--- EXERCISE INPUTS ---

//! State module for the dashboard data slices
//!
//! This module provides the state types the store exposes to observers.
//!
//! # Components
//!
//! - `Domain`: Identifies one of the five analysis views
//! - `DomainSlice`: Tracks data, loading flag and error of one domain
//! - `CrawlState`: Tracks the lifecycle of the crawl job being driven

mod crawl_state;
mod domain;
mod domain_slice;

// Re-export main types
pub use crawl_state::{CrawlPhase, CrawlState, STARTING_MESSAGE};
pub use domain::Domain;
pub use domain_slice::DomainSlice;
//! Transport layer for the analytics backend
//!
//! One method per backend capability, all returning the shared
//! [`ApiResponse`] envelope.

mod client;
mod types;

pub use client::{build_http_client, ApiClient};
pub use types::{
    ApiErrorDetail, ApiResponse, BasicStats, ClearCacheRequest, CrawlerStartResponse,
    CrawlerTask, DashboardData, DashboardQuery, QuestionsListData, QuestionsQuery,
    StartCrawlerRequest, SystemStatus, TagCount, TagsData, TagsQuery, TaskStatus, TrendPoint,
    TrendsData, TrendsQuery, UsersData, UsersQuery,
};
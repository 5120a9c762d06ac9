//! Status source abstraction for the poll loop

use crate::api::{ApiClient, ApiResponse, CrawlerTask};
use crate::Result;
use std::future::Future;

/// Anything that can report the current state of a crawl job
///
/// [`ApiClient`] is the production implementation; tests substitute
/// scripted sources to drive the poll loop without HTTP.
pub trait TaskStatusSource {
    /// Performs exactly one status query for `task_id`
    fn fetch_task_status(
        &self,
        task_id: &str,
    ) -> impl Future<Output = Result<ApiResponse<CrawlerTask>>> + Send;
}

impl TaskStatusSource for ApiClient {
    async fn fetch_task_status(&self, task_id: &str) -> Result<ApiResponse<CrawlerTask>> {
        self.get_crawler_task(task_id).await
    }
}
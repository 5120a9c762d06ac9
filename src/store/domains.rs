//! Fetch operations for the five analysis domains
//!
//! Every domain goes through the same state machine:
//!
//! 1. `loading = true`, `error = None`
//! 2. call the backend
//! 3. success with data → replace `data`
//! 4. success without data, or any failure → store the most specific message
//! 5. `loading = false`, always
//!
//! Failures never leave this module as errors; they end up in the slice.

use crate::api::{ApiResponse, DashboardQuery, QuestionsQuery, TagsQuery, TrendsQuery, UsersQuery};
use crate::state::{Domain, DomainSlice};
use crate::store::DataStore;
use crate::Result;
use std::future::Future;
use tokio::sync::watch;

/// How a single domain fetch settled
#[derive(Debug, Clone, PartialEq, Eq)]
pub enum FetchOutcome {
    Loaded,
    /// The message that was stored in the slice
    Failed(String),
}

impl FetchOutcome {
    pub fn is_loaded(&self) -> bool {
        matches!(self, Self::Loaded)
    }
}

/// Resets `loading` if the fetch future is dropped before it settles
struct LoadingGuard<'a, T> {
    slice: &'a watch::Sender<DomainSlice<T>>,
}

impl<T> Drop for LoadingGuard<'_, T> {
    fn drop(&mut self) {
        self.slice.send_if_modified(|slice| {
            if slice.loading {
                slice.loading = false;
                true
            } else {
                false
            }
        });
    }
}

/// Runs one fetch against `slice`
async fn load_slice<T, F>(
    domain: Domain,
    slice: &watch::Sender<DomainSlice<T>>,
    request: F,
) -> FetchOutcome
where
    F: Future<Output = Result<ApiResponse<T>>>,
{
    slice.send_modify(DomainSlice::begin_fetch);
    let _guard = LoadingGuard { slice };

    match request.await.and_then(ApiResponse::into_data) {
        Ok(data) => {
            slice.send_modify(|s| s.finish_success(data));
            tracing::info!("{} data loaded", domain);
            FetchOutcome::Loaded
        }
        Err(e) => {
            let message = e.user_message(domain.fallback_message());
            tracing::error!("Failed to load {} data: {}", domain, message);
            slice.send_modify(|s| s.finish_failure(message.clone()));
            FetchOutcome::Failed(message)
        }
    }
}

impl DataStore {
    /// Loads the dashboard overview with default cache settings
    pub async fn fetch_dashboard(&self) -> FetchOutcome {
        self.fetch_dashboard_with(&DashboardQuery::default()).await
    }

    pub async fn fetch_dashboard_with(&self, query: &DashboardQuery) -> FetchOutcome {
        load_slice(
            Domain::Dashboard,
            &self.inner.dashboard,
            self.inner.client.get_dashboard(query),
        )
        .await
    }

    pub async fn fetch_trends(&self, query: &TrendsQuery) -> FetchOutcome {
        load_slice(
            Domain::Trends,
            &self.inner.trends,
            self.inner.client.get_trends(query),
        )
        .await
    }

    pub async fn fetch_users(&self, query: &UsersQuery) -> FetchOutcome {
        load_slice(
            Domain::Users,
            &self.inner.users,
            self.inner.client.get_users_analysis(query),
        )
        .await
    }

    pub async fn fetch_tags(&self, query: &TagsQuery) -> FetchOutcome {
        load_slice(
            Domain::Tags,
            &self.inner.tags,
            self.inner.client.get_tags_analysis(query),
        )
        .await
    }

    pub async fn fetch_questions(&self, query: &QuestionsQuery) -> FetchOutcome {
        load_slice(
            Domain::Questions,
            &self.inner.questions,
            self.inner.client.get_questions_list(query),
        )
        .await
    }

    /// Re-fetches every domain concurrently with default parameters
    ///
    /// Waits for all five fetches; a failing domain neither cancels nor
    /// delays the others.
    pub async fn refresh_all_data(&self) -> Vec<(Domain, FetchOutcome)> {
        tracing::info!("Refreshing all data...");

        let trends_query = TrendsQuery::default();
        let users_query = UsersQuery::default();
        let tags_query = TagsQuery::default();
        let questions_query = QuestionsQuery::default();

        let (dashboard, trends, users, tags, questions) = tokio::join!(
            self.fetch_dashboard(),
            self.fetch_trends(&trends_query),
            self.fetch_users(&users_query),
            self.fetch_tags(&tags_query),
            self.fetch_questions(&questions_query),
        );

        let outcomes = vec![
            (Domain::Dashboard, dashboard),
            (Domain::Trends, trends),
            (Domain::Users, users),
            (Domain::Tags, tags),
            (Domain::Questions, questions),
        ];

        let failed = outcomes.iter().filter(|(_, o)| !o.is_loaded()).count();
        tracing::info!(
            "Refresh finished: {} loaded, {} failed",
            outcomes.len() - failed,
            failed
        );

        outcomes
    }
}
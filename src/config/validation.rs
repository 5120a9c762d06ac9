use crate::config::types::{ApiConfig, Config, CrawlerConfig, PollConfig};
use crate::ConfigError;
use url::Url;

/// Largest page count the backend accepts for a single crawl
const MAX_CRAWL_PAGES: u32 = 50;

/// Validates the entire configuration
pub fn validate(config: &Config) -> Result<(), ConfigError> {
    validate_api_config(&config.api)?;
    validate_crawler_config(&config.crawler)?;
    validate_poll_config(&config.poll)?;
    Ok(())
}

/// Validates backend connection configuration
fn validate_api_config(config: &ApiConfig) -> Result<(), ConfigError> {
    validate_base_url(&config.base_url)?;

    if config.request_timeout_secs < 1 {
        return Err(ConfigError::Validation(format!(
            "request_timeout_secs must be >= 1, got {}",
            config.request_timeout_secs
        )));
    }

    Ok(())
}

/// Parses and checks a backend base URL
///
/// Only `http` and `https` URLs with a host are accepted.
pub fn validate_base_url(base_url: &str) -> Result<Url, ConfigError> {
    let url = Url::parse(base_url)
        .map_err(|e| ConfigError::InvalidUrl(format!("Invalid base_url '{}': {}", base_url, e)))?;

    if url.scheme() != "http" && url.scheme() != "https" {
        return Err(ConfigError::InvalidUrl(format!(
            "base_url '{}' must use http or https",
            base_url
        )));
    }

    if url.host_str().is_none() {
        return Err(ConfigError::InvalidUrl(format!(
            "base_url '{}' has no host",
            base_url
        )));
    }

    Ok(url)
}

/// Validates crawl job parameters
pub fn validate_crawler_config(config: &CrawlerConfig) -> Result<(), ConfigError> {
    if config.max_pages < 1 || config.max_pages > MAX_CRAWL_PAGES {
        return Err(ConfigError::Validation(format!(
            "max_pages must be between 1 and {}, got {}",
            MAX_CRAWL_PAGES, config.max_pages
        )));
    }

    if config.timeout < 1 {
        return Err(ConfigError::Validation(format!(
            "timeout must be >= 1s, got {}s",
            config.timeout
        )));
    }

    Ok(())
}

/// Validates polling bounds
fn validate_poll_config(config: &PollConfig) -> Result<(), ConfigError> {
    if config.max_attempts < 1 {
        return Err(ConfigError::Validation(format!(
            "max_attempts must be >= 1, got {}",
            config.max_attempts
        )));
    }

    Ok(())
}
use super::error::ApiError;
use super::AppState;
use crate::core::{FailureCategory, GenerationJob, JobId, JobRequest, JobStatus, Mode, OwnerId};
use crate::gateway::UploadPurpose;
use crate::storage::Store;
use axum::{
    extract::{rejection::JsonRejection, Path, State},
    http::StatusCode,
    Json,
};
use chrono::{DateTime, Utc};
use serde::{Deserialize, Serialize};

/// Public view of a job record.
#[derive(Debug, Serialize, Deserialize)]
pub struct JobView {
    pub id: JobId,
    pub owner_id: OwnerId,
    pub status: JobStatus,
    pub failure: Option<FailureCategory>,
    pub mode: Mode,
    pub photo_key: String,
    pub output_key: Option<String>,
    pub created_at: DateTime<Utc>,
    pub updated_at: DateTime<Utc>,
}

impl From<&GenerationJob> for JobView {
    fn from(job: &GenerationJob) -> Self {
        Self {
            id: job.id(),
            owner_id: job.owner_id().clone(),
            status: job.status(),
            failure: job.failure(),
            mode: job.mode(),
            photo_key: job.photo_key().to_string(),
            output_key: job.output_key().map(str::to_string),
            created_at: job.created_at(),
            updated_at: job.updated_at(),
        }
    }
}

pub(super) async fn submit_job<S: Store>(
    State(state): State<AppState<S>>,
    payload: Result<Json<JobRequest>, JsonRejection>,
) -> Result<(StatusCode, Json<JobView>), ApiError> {
    let Json(request) = payload?;
    let job = state.scheduler.submit_job(request).await?;
    Ok((StatusCode::ACCEPTED, Json(JobView::from(&job))))
}

pub(super) async fn get_job<S: Store>(
    State(state): State<AppState<S>>,
    Path(id): Path<JobId>,
) -> Result<Json<JobView>, ApiError> {
    match state.scheduler.store().get_job(id).await? {
        Some(job) => Ok(Json(JobView::from(&job))),
        None => Err(ApiError::NotFound(format!("Job {} not found", id))),
    }
}

pub(super) async fn list_owner_jobs<S: Store>(
    State(state): State<AppState<S>>,
    Path(owner_id): Path<String>,
) -> Result<Json<Vec<JobView>>, ApiError> {
    let jobs = state
        .scheduler
        .store()
        .list_jobs_for_owner(&OwnerId::new(owner_id))
        .await?;
    Ok(Json(jobs.iter().map(JobView::from).collect()))
}

#[derive(Debug, Deserialize)]
pub(super) struct UploadRequest {
    file_name: String,
    content_type: String,
    purpose: UploadPurpose,
}

#[derive(Debug, Serialize)]
pub(super) struct UploadTicket {
    url: String,
    key: String,
}

pub(super) async fn create_upload<S: Store>(
    State(state): State<AppState<S>>,
    payload: Result<Json<UploadRequest>, JsonRejection>,
) -> Result<Json<UploadTicket>, ApiError> {
    let Json(request) = payload?;
    if request.content_type.trim().is_empty() {
        return Err(ApiError::BadRequest("content_type is required".to_string()));
    }

    let key = request.purpose.new_key(&request.file_name);
    let url = state
        .assets
        .upload_url(&key, &request.content_type, state.upload_url_ttl)
        .await?;

    Ok(Json(UploadTicket { url, key }))
}

pub(super) async fn health_check() -> &'static str {
    "OK"
}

---

PROBLEM DETAILS
Across the data above, how many lines contain "JsonRejection"? Reply with a bare number.

THE COMPLETED TASK
3